第703話 魔人達の正体!

 王都に出現した魔人達を全て討伐する。

 俺は緊急会議に招集される。


 国王であるルーカスに護衛衆と大臣、王国騎士団団長のソディックに冒険者ギルドグランドマスターのジラールが居た。

 俺はシロとクロの三人で会議に参加する。


 今回の事件で、死者十八人が出たと発表される。

 俺とシロで、怪我人の治療をしていたので、破壊された規模の割には少ないとルーカスは話す。

 その後、王国騎士団の聞き込みにより、魔人化した者達は全て狐人族だと判明する。

 当然、原因は不明だ。

 しかし、俺には思い当たる事があった。黒狐人族だ。

 質問する条件は揃っているので、俺は【全知全能】に「王都で魔人として暴れた者達は黒狐人族か?」と質問すると、肯定する回答だった。

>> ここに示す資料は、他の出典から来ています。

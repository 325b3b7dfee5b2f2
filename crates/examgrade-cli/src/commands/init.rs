//! The `examgrade init` command.

use anyhow::Result;

pub fn execute() -> Result<()> {
    // Create examgrade.toml
    if std::path::Path::new("examgrade.toml").exists() {
        println!("examgrade.toml already exists, skipping.");
    } else {
        std::fs::write("examgrade.toml", SAMPLE_CONFIG)?;
        println!("Created examgrade.toml");
    }

    // Create example answer sheet
    let example_path = std::path::Path::new("answers.json");
    if example_path.exists() {
        println!("answers.json already exists, skipping.");
    } else {
        std::fs::write(example_path, EXAMPLE_ANSWERS)?;
        println!("Created answers.json");
    }

    println!("\nNext steps:");
    println!("  1. Edit examgrade.toml with your category and PwD status");
    println!("  2. Run: examgrade validate --file answers.json");
    println!("  3. Run: examgrade estimate --file answers.json");

    Ok(())
}

const SAMPLE_CONFIG: &str = r#"# examgrade configuration

# Reject answer sheets whose file name does not end in .json
require_json_extension = false

[profile]
# gen, ews, obc, sc, st (leave empty for none)
category = ""
# male, female
gender = ""
# up, other
state = ""
# yes, no
pwd = ""
"#;

const EXAMPLE_ANSWERS: &str = r#"{
  "q1": "A",
  "q2": "B",
  "q3": "C",
  "q4": "D",
  "q5": "A",
  "q6": "C",
  "q7": "C",
  "q8": "D",
  "q9": "B",
  "q10": "B"
}
"#;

 何故、魔人化したかを続けて聞くと、驚愕の回答だった。

 黒狐人族に強制的に魔素を送った為、魔人と化したそうだ。

 ブラクリにしか出来ない筈だと思いながら、質問を続ける。

 回答は、「他の者が対応した」だった。

 その他の者とは、プルガリスだった。

 プルガリスと黒狐が繋がっている事が分かった。

 そうであれば、ブラクリと接触していた老婆は、間違いなくプルガリスだろう。


 俺はルーカス達に、あくまで俺の仮説だと言って話をする。

 魔人化した狐人族は、街に諜報員として生活していた黒狐人族で、魔人化した理由は第五柱魔王のプルガリスの仕業だ。

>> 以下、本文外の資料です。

//! The answer evaluator.
//!
//! Owns the state a user sees: the latest score, the candidate profile and
//! the last requested probability estimate. Each upload replaces the score
//! wholesale; a failed upload clears it so a stale number is never shown.

use crate::answer_key::AnswerKey;
use crate::error::{EvaluatorError, SubmissionError};
use crate::model::{
    CandidateProfile, Category, Gender, HomeState, PwdStatus, ScoreResult, Submission,
};
use crate::parser::parse_submission_str;
use crate::probability::{estimate_probability, ProbabilityEstimate};
use crate::scoring::{score, ScoreBreakdown};
use crate::traits::SubmissionSource;

/// Identifies one upload. Only the most recently issued ticket is honored.
#[derive(Debug, Clone, Copy, PartialEq, Eq)]
pub struct UploadTicket(u64);

/// Scores uploads and estimates admission probability.
#[derive(Debug, Default)]
pub struct Evaluator {
    key: AnswerKey,
    submission: Option<Submission>,
    score: Option<ScoreResult>,
    profile: CandidateProfile,
    probability: Option<ProbabilityEstimate>,
    latest_ticket: u64,
}

impl Evaluator {
    pub fn new() -> Self {
        Self::default()
    }

    /// Start from an existing profile, e.g. one loaded from config.
    pub fn with_profile(profile: CandidateProfile) -> Self {
        Self {
            profile,
            ..Self::default()
        }
    }

    /// Read, parse and score an upload.
    ///
    /// On failure the previous score is cleared and the error is logged
    /// before being returned.
    pub async fn upload(
        &mut self,
        source: &dyn SubmissionSource,
    ) -> Result<ScoreResult, SubmissionError> {
        let ticket = self.begin_upload();
        let name = source.describe();
        tracing::debug!("reading submission from {name}");

        let outcome = source
            .read_text()
            .await
            .and_then(|text| parse_submission_str(&text));

        if let Err(e) = &outcome {
            tracing::error!("error processing {name}: {e}");
        }
        self.finish_upload(ticket, outcome)
    }

    /// Issue a ticket for a new upload, superseding any in flight.
    pub fn begin_upload(&mut self) -> UploadTicket {
        self.latest_ticket += 1;
        UploadTicket(self.latest_ticket)
    }

    /// Score the parsed outcome of an upload and keep it.
    ///
    /// Outcomes for superseded tickets are scored and returned to the caller
    /// but leave the evaluator untouched.
    pub fn finish_upload(
        &mut self,
        ticket: UploadTicket,
        outcome: Result<Submission, SubmissionError>,
    ) -> Result<ScoreResult, SubmissionError> {
        let scored = outcome.map(|submission| {
            let result = score(&submission, &self.key);
            (submission, result)
        });

        if ticket.0 != self.latest_ticket {
            tracing::debug!(
                "discarding upload {} superseded by {}",
                ticket.0,
                self.latest_ticket
            );
            return scored.map(|(_, result)| result);
        }

        self.probability = None;
        match scored {
            Ok((submission, result)) => {
                tracing::debug!("scored submission: {result}");
                self.submission = Some(submission);
                self.score = Some(result);
                Ok(result)
            }
            Err(e) => {
                self.submission = None;
                self.score = None;
                Err(e)
            }
        }
    }

    /// Score text directly, with the same state handling as `upload`.
    pub fn submit_text(&mut self, content: &str) -> Result<ScoreResult, SubmissionError> {
        let ticket = self.begin_upload();
        let outcome = parse_submission_str(content);
        if let Err(e) = &outcome {
            tracing::error!("error processing submission: {e}");
        }
        self.finish_upload(ticket, outcome)
    }

    pub fn score(&self) -> Option<ScoreResult> {
        self.score
    }

    pub fn correct_count(&self) -> Option<u32> {
        self.score.map(|s| s.correct_count)
    }

    pub fn marks(&self) -> Option<u32> {
        self.score.map(|s| s.marks)
    }

    /// The submission behind the current score.
    pub fn submission(&self) -> Option<&Submission> {
        self.submission.as_ref()
    }

    /// Per-question outcomes for the current score.
    pub fn breakdown(&self) -> Option<ScoreBreakdown> {
        self.submission
            .as_ref()
            .map(|s| ScoreBreakdown::compute(s, &self.key))
    }

    pub fn profile(&self) -> &CandidateProfile {
        &self.profile
    }

    pub fn set_profile(&mut self, profile: CandidateProfile) {
        self.profile = profile;
    }

    pub fn set_category(&mut self, category: Option<Category>) {
        self.profile.category = category;
    }

    pub fn set_gender(&mut self, gender: Option<Gender>) {
        self.profile.gender = gender;
    }

    pub fn set_state(&mut self, state: Option<HomeState>) {
        self.profile.state = state;
    }

    pub fn set_pwd(&mut self, pwd: Option<PwdStatus>) {
        self.profile.pwd = pwd;
    }

    /// Whether `estimate` can run.
    pub fn can_estimate(&self) -> bool {
        self.score.is_some()
    }

    /// Compute and remember the probability for the current score and profile.
    pub fn estimate(&mut self) -> Result<ProbabilityEstimate, EvaluatorError> {
        let score = self.score.ok_or(EvaluatorError::ScoreUnavailable)?;
        let estimate = estimate_probability(score.marks, &self.profile);
        self.probability = Some(estimate);
        Ok(estimate)
    }

    /// The last estimate, if one was requested since the score last changed.
    pub fn probability(&self) -> Option<ProbabilityEstimate> {
        self.probability
    }
}

#[cfg(test)]
mod tests {
    use super::*;
    use crate::traits::InlineSource;

    const THREE_RIGHT: &str = r#"{"q1":"A","q2":"B","q3":"C","q4":"A"}"#;

    #[tokio::test]
    async fn upload_scores_submission() {
        let mut evaluator = Evaluator::new();
        let result = evaluator
            .upload(&InlineSource::new("sheet", THREE_RIGHT))
            .await
            .unwrap();
        assert_eq!(result.correct_count, 3);
        assert_eq!(evaluator.marks(), Some(12));
    }

    #[tokio::test]
    async fn malformed_upload_clears_previous_score() {
        let mut evaluator = Evaluator::new();
        evaluator
            .upload(&InlineSource::new("good", THREE_RIGHT))
            .await
            .unwrap();
        assert!(evaluator.score().is_some());

        let err = evaluator
            .upload(&InlineSource::new("bad", "{\"q1\":"))
            .await;
        assert!(err.is_err());
        assert_eq!(evaluator.correct_count(), None);
        assert_eq!(evaluator.marks(), None);
    }

    #[test]
    fn non_object_clears_score() {
        let mut evaluator = Evaluator::new();
        evaluator.submit_text(THREE_RIGHT).unwrap();
        assert!(evaluator.submit_text("[\"A\"]").is_err());
        assert_eq!(evaluator.score(), None);
    }

    #[test]
    fn uploads_do_not_accumulate() {
        let mut evaluator = Evaluator::new();
        evaluator.submit_text(THREE_RIGHT).unwrap();
        evaluator.submit_text(r#"{"q5":"A"}"#).unwrap();
        assert_eq!(evaluator.correct_count(), Some(1));
    }

    #[test]
    fn estimate_requires_score() {
        let mut evaluator = Evaluator::new();
        assert!(!evaluator.can_estimate());
        assert_eq!(evaluator.estimate(), Err(EvaluatorError::ScoreUnavailable));

        evaluator.submit_text("nope").unwrap_err();
        assert_eq!(evaluator.estimate(), Err(EvaluatorError::ScoreUnavailable));
    }

    #[test]
    fn estimate_uses_latest_profile() {
        let mut evaluator = Evaluator::new();
        let half: String = {
            let pairs: Vec<String> = AnswerKey::standard()
                .iter()
                .take(30)
                .map(|(q, a)| format!("\"{q}\":\"{a}\""))
                .collect();
            format!("{{{}}}", pairs.join(","))
        };
        evaluator.submit_text(&half).unwrap();
        assert_eq!(evaluator.marks(), Some(120));

        assert_eq!(evaluator.estimate().unwrap().percent(), 50.0);

        evaluator.set_category(Some(Category::Obc));
        evaluator.set_pwd(Some(PwdStatus::No));
        assert_eq!(evaluator.estimate().unwrap().percent(), 55.0);
        assert_eq!(evaluator.probability().unwrap().percent(), 55.0);
    }

    #[test]
    fn profile_survives_uploads_but_estimate_does_not() {
        let mut evaluator = Evaluator::new();
        evaluator.set_category(Some(Category::St));
        evaluator.submit_text(THREE_RIGHT).unwrap();
        evaluator.estimate().unwrap();
        assert!(evaluator.probability().is_some());

        evaluator.submit_text(THREE_RIGHT).unwrap();
        assert_eq!(evaluator.probability(), None);
        assert_eq!(evaluator.profile().category, Some(Category::St));
    }

    #[test]
    fn set_profile_replaces_all_fields() {
        let mut evaluator = Evaluator::with_profile(CandidateProfile {
            category: Some(Category::Sc),
            pwd: Some(PwdStatus::Yes),
            ..Default::default()
        });
        evaluator.set_profile(CandidateProfile {
            gender: Some(Gender::Male),
            ..Default::default()
        });
        assert_eq!(evaluator.profile().category, None);
        assert_eq!(evaluator.profile().pwd, None);
        assert_eq!(evaluator.profile().gender, Some(Gender::Male));
    }

    fn first_right(n: usize) -> Submission {
        Submission::from_pairs(AnswerKey::standard().iter().take(n))
    }

    #[tokio::test]
    async fn breakdown_comes_from_the_scored_upload() {
        let mut evaluator = Evaluator::new();
        let result = evaluator
            .upload(&InlineSource::new("sheet", r#"{"q1":"A","q2":"a","q3":"C","x":"A"}"#))
            .await
            .unwrap();

        let breakdown = evaluator.breakdown().unwrap();
        assert_eq!(breakdown.result(), result);
        assert_eq!(Some(breakdown.result()), evaluator.score());
        assert_eq!(breakdown.ignored, vec!["x".to_string()]);
        assert_eq!(evaluator.submission().unwrap().len(), 4);

        evaluator
            .upload(&InlineSource::new("bad", "[]"))
            .await
            .unwrap_err();
        assert!(evaluator.breakdown().is_none());
        assert!(evaluator.submission().is_none());
    }

    #[test]
    fn newest_upload_wins() {
        let mut evaluator = Evaluator::new();
        let first = evaluator.begin_upload();
        let second = evaluator.begin_upload();

        evaluator.finish_upload(second, Ok(first_right(10))).unwrap();
        // The slower, older read finishes last and must not overwrite.
        let stale = evaluator.finish_upload(first, Ok(first_right(2))).unwrap();
        assert_eq!(stale.correct_count, 2);
        assert_eq!(evaluator.correct_count(), Some(10));
        assert_eq!(evaluator.breakdown().unwrap().result().correct_count, 10);
    }

    #[test]
    fn stale_failure_does_not_clear_newer_score() {
        let mut evaluator = Evaluator::new();
        let first = evaluator.begin_upload();
        let second = evaluator.begin_upload();
        evaluator
            .finish_upload(second, Ok(first_right(4)))
            .unwrap();
        let stale = evaluator.finish_upload(first, Err(SubmissionError::NotAnObject("null")));
        assert!(stale.is_err());
        assert_eq!(evaluator.marks(), Some(16));
    }
}
//! Scoring a submission against the answer key.

use serde::{Deserialize, Serialize};

use crate::answer_key::AnswerKey;
use crate::error::SubmissionError;
use crate::model::{ScoreResult, Submission};
use crate::parser::parse_submission_str;

/// Count exact matches against the key.
///
/// Matching is strict string equality: `"a"` never matches `"A"`, and keys
/// missing from the submission count as incorrect.
pub fn score(submission: &Submission, key: &AnswerKey) -> ScoreResult {
    let correct = key
        .iter()
        .filter(|(question, letter)| submission.answer(question) == Some(*letter))
        .count() as u32;
    ScoreResult::from_correct(correct)
}

/// Parse uploaded text and score it in one step.
pub fn score_text(content: &str, key: &AnswerKey) -> Result<ScoreResult, SubmissionError> {
    let submission = parse_submission_str(content)?;
    Ok(score(&submission, key))
}

/// How a single key question was answered.
#[derive(Debug, Clone, Copy, PartialEq, Eq, Serialize, Deserialize)]
#[serde(rename_all = "lowercase")]
pub enum Outcome {
    Correct,
    Incorrect,
    Unanswered,
}

/// One row of a `ScoreBreakdown`.
#[derive(Debug, Clone, PartialEq, Eq, Serialize, Deserialize)]
pub struct QuestionOutcome {
    pub question: String,
    pub expected: String,
    /// Submitted value rendered as text; `None` when the key was absent.
    pub submitted: Option<String>,
    pub outcome: Outcome,
}

/// Per-question view of a scored submission.
#[derive(Debug, Clone, PartialEq, Eq, Serialize, Deserialize)]
pub struct ScoreBreakdown {
    pub questions: Vec<QuestionOutcome>,
    /// Submitted keys that are not on the answer key.
    pub ignored: Vec<String>,
}

impl ScoreBreakdown {
    pub fn compute(submission: &Submission, key: &AnswerKey) -> Self {
        let questions = key
            .iter()
            .map(|(question, expected)| {
                let raw = submission.raw(question);
                let outcome = match raw {
                    None => Outcome::Unanswered,
                    Some(v) if v.as_str() == Some(expected) => Outcome::Correct,
                    Some(_) => Outcome::Incorrect,
                };
                QuestionOutcome {
                    question: question.to_string(),
                    expected: expected.to_string(),
                    submitted: raw.map(|v| match v.as_str() {
                        Some(s) => s.to_string(),
                        None => v.to_string(),
                    }),
                    outcome,
                }
            })
            .collect();

        let ignored = submission
            .entries()
            .filter(|(q, _)| !key.contains(q))
            .map(|(q, _)| q.to_string())
            .collect();

        Self { questions, ignored }
    }

    pub fn count(&self, outcome: Outcome) -> u32 {
        self.questions
            .iter()
            .filter(|q| q.outcome == outcome)
            .count() as u32
    }

    /// The aggregate score, identical to `score()` on the same input.
    pub fn result(&self) -> ScoreResult {
        ScoreResult::from_correct(self.count(Outcome::Correct))
    }
}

 そして、他の街でも同様に魔人が出現している可能性があるので、すぐに確認する事を話す。

 ルーカスの指示で大臣が各領地と連絡を取ると、他の街でも同様に魔人が暴れる事件が起きていた。


 王都以上に被害が大きかったのは、ダウザーのルンデンブルク家が統治する『魔法都市:ルンデンブルク』だった。

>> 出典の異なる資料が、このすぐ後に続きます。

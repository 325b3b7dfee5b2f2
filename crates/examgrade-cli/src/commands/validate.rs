//! The `examgrade validate` command.

use std::path::PathBuf;

use anyhow::{Context, Result};

use examgrade_core::answer_key::AnswerKey;
use examgrade_core::parser::{parse_submission_str, validate_submission};

pub fn execute(file: PathBuf) -> Result<()> {
    let content = std::fs::read_to_string(&file)
        .with_context(|| format!("failed to read answer sheet: {}", file.display()))?;
    let submission = parse_submission_str(&content)
        .with_context(|| format!("failed to parse answer sheet: {}", file.display()))?;

    println!(
        "Answer sheet: {} ({} entries)",
        file.display(),
        submission.len()
    );

    let warnings = validate_submission(&submission, &AnswerKey::standard());
    for w in &warnings {
        let prefix = w
            .question
            .as_ref()
            .map(|q| format!("  [{q}]"))
            .unwrap_or_else(|| "  ".to_string());
        println!("{prefix} WARNING: {}", w.message);
    }

    if warnings.is_empty() {
        println!("Answer sheet valid.");
    } else {
        println!("\n{} warning(s) found.", warnings.len());
    }

    Ok(())
}
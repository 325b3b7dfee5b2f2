//! Admission probability heuristic.
//!
//! A hand-tuned, non-statistical estimate: marks are scaled to a percentage,
//! then boosted by category and disability multipliers that compound.

use std::fmt;

use serde::{Deserialize, Serialize};

use crate::model::{CandidateProfile, Category, PwdStatus, MAX_MARKS};

/// Multiplier applied for each reservation category.
const CATEGORY_MULTIPLIERS: [(Category, f64); 5] = [
    (Category::Gen, 1.00),
    (Category::Ews, 1.05),
    (Category::Obc, 1.10),
    (Category::Sc, 1.15),
    (Category::St, 1.20),
];

/// Extra multiplier for PwD candidates, applied after the category one.
pub const PWD_MULTIPLIER: f64 = 1.10;

/// Upper bound on any estimate.
pub const MAX_PROBABILITY: f64 = 100.0;

/// Category multiplier; unset categories get 1.0.
pub fn category_multiplier(category: Option<Category>) -> f64 {
    category
        .and_then(|c| {
            CATEGORY_MULTIPLIERS
                .iter()
                .find(|(known, _)| *known == c)
                .map(|(_, m)| *m)
        })
        .unwrap_or(1.0)
}

/// A probability percentage in `[0, 100]`, rounded to two decimals.
#[derive(Debug, Clone, Copy, PartialEq, PartialOrd, Serialize, Deserialize)]
#[serde(transparent)]
pub struct ProbabilityEstimate(f64);

impl ProbabilityEstimate {
    pub fn percent(self) -> f64 {
        self.0
    }
}

impl fmt::Display for ProbabilityEstimate {
    fn fmt(&self, f: &mut fmt::Formatter<'_>) -> fmt::Result {
        write!(f, "{:.2}%", self.0)
    }
}

/// Estimate admission probability from marks and the candidate profile.
///
/// `gender` and `state` are not consulted.
pub fn estimate_probability(marks: u32, profile: &CandidateProfile) -> ProbabilityEstimate {
    let mut probability = (marks as f64 / MAX_MARKS as f64) * 100.0;

    probability *= category_multiplier(profile.category);
    if profile.pwd == Some(PwdStatus::Yes) {
        probability *= PWD_MULTIPLIER;
    }

    let clamped = probability.min(MAX_PROBABILITY);
    ProbabilityEstimate(round2(clamped))
}

/// Round to two decimals the way `Number.prototype.toFixed(2)` does.
///
/// The stored binary value is rounded, not `value * 100`, so 56.92499...
/// stays 56.92. Exact ties (only possible for multiples of 1/8) go up.
fn round2(value: f64) -> f64 {
    if (value * 8.0).fract() == 0.0 && (value * 100.0).fract() == 0.5 {
        return (value * 100.0).ceil() / 100.0;
    }
    format!("{value:.2}").parse().unwrap_or(value)
}
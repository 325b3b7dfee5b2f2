//! The `examgrade key` command.

use anyhow::Result;

use examgrade_core::answer_key::AnswerKey;

use super::OutputFormat;

pub fn execute(format: OutputFormat) -> Result<()> {
    let key = AnswerKey::standard();

    match format {
        OutputFormat::Text => {
            for (question, letter) in key.iter() {
                println!("{question}: {letter}");
            }
        }
        OutputFormat::Json => {
            let map: serde_json::Map<String, serde_json::Value> = key
                .iter()
                .map(|(q, a)| (q.to_string(), serde_json::Value::from(a)))
                .collect();
            println!("{}", serde_json::to_string_pretty(&map)?);
        }
    }

    Ok(())
}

 王都と違い、冒険者しか居ない為、六体の魔人に対して討伐する時間を要してしまった事が被害の拡大に繋がったようだ。

 大臣は主要都市の他に、村等でも被害が無かったかを確認していた。

 俺の仮説は、他の街や村で出現した魔人が狐人族であれば、少しは信憑性があると思っている。


 魔族からの攻撃。

 ルーカスは、今回の事で魔族に対して、国民が今迄以上に嫌悪感を抱くと思っていた。

 しかし同時に、狐人族が魔人と化した事を公表すれば、狐人族が差別対象となる事も危惧している。

 ルーカスが出した結論は、魔人化したのは狐人族だという事を公表せずに、魔族と内通していた人達が、魔族の罠に嵌り一斉に魔人化したと言う事だった。

 人族が魔人と化す事を公表する事に、大臣は反対する。

 当然だろう。国民の不安を煽る事になるからだ。

 昨日まで、親しく話をしていた人達が突然、魔人になり自分達を襲う。

 この事実は、公表しなくても、実際に体験した人から人へと伝えられていく。

 噂が広まり、間違った情報が伝わるのは、ルーカスとしても本意ではないのだろう。


 大臣からの連絡で、この事件はエルドラード王国だけでなく、オーフェン帝国でも起きていたようだ。

 シャレーゼ国とは、連絡体制が確立されていないので、状況は不明のようだ。


 ルーカスから状況を再度確認出来次第、必要な者達を召集する事で、一旦会議は終了する。


 俺は、会議中から気になっていたことがあった。

 黒狐から抜けようとしていた人達の事だ。

 シロには、シャレーゼ国の港町プレッセに居るララァと、タラッシュ。

 クロにはズーズイ村に滞在していたクレメンテとパトレシアそれに、テオドラ。

 それぞれの状況を確認して貰う事にする。


 俺はシャレーゼ国の状況を確認する事にする。

 戦力で言えば、シャレーゼ国で魔人が出現した場合、対抗出来るのは難しいだろう。

 もしかしたら、今も討伐出来ずに暴れている事も考えられる。


「タクト!」


 俺が移動しようとすると、ジラールに呼び止められる。


「なんだ? 急ぎの用でないなら後にしてくれるか?」

「急ぎといえば急ぎだ」


 ジラールの用事は、再度召集が掛かった場合、意見を聞きたいから一緒に参加して欲しい事だった。

 俺は「分かった。詳しくは後で連絡をくれ」とだけ言い、ジラールと別れる。


 シャレーゼ国に居る元黒狐を探しながら移動する。

 移動中に、ジーク領のリロイに連絡をして、ジークの被害状況を確認する。

 驚いた事に被害は極少数であった。

 ゴンド村に居たアルとネロが異変に気付き、被害が大きくなる前に魔人を討伐したそうだ。

 小さな子供が、自分達の街を助けてくれた事で、正体不明の小さな子供達は「何者だ!」と言う噂で街中が騒いでいる。

 助けて貰った人の証言では、『龍人族』だったとか、『自由に空を飛んでいた』等とはっきりと、アルとネロを見た者達も居た。


 俺はアルとネロに連絡をして礼を言う。

 アルもネロもジーク領が、俺の気に入っている街だと知っているので、「弟子として当たり前」と頼もしい事を言ってくれた。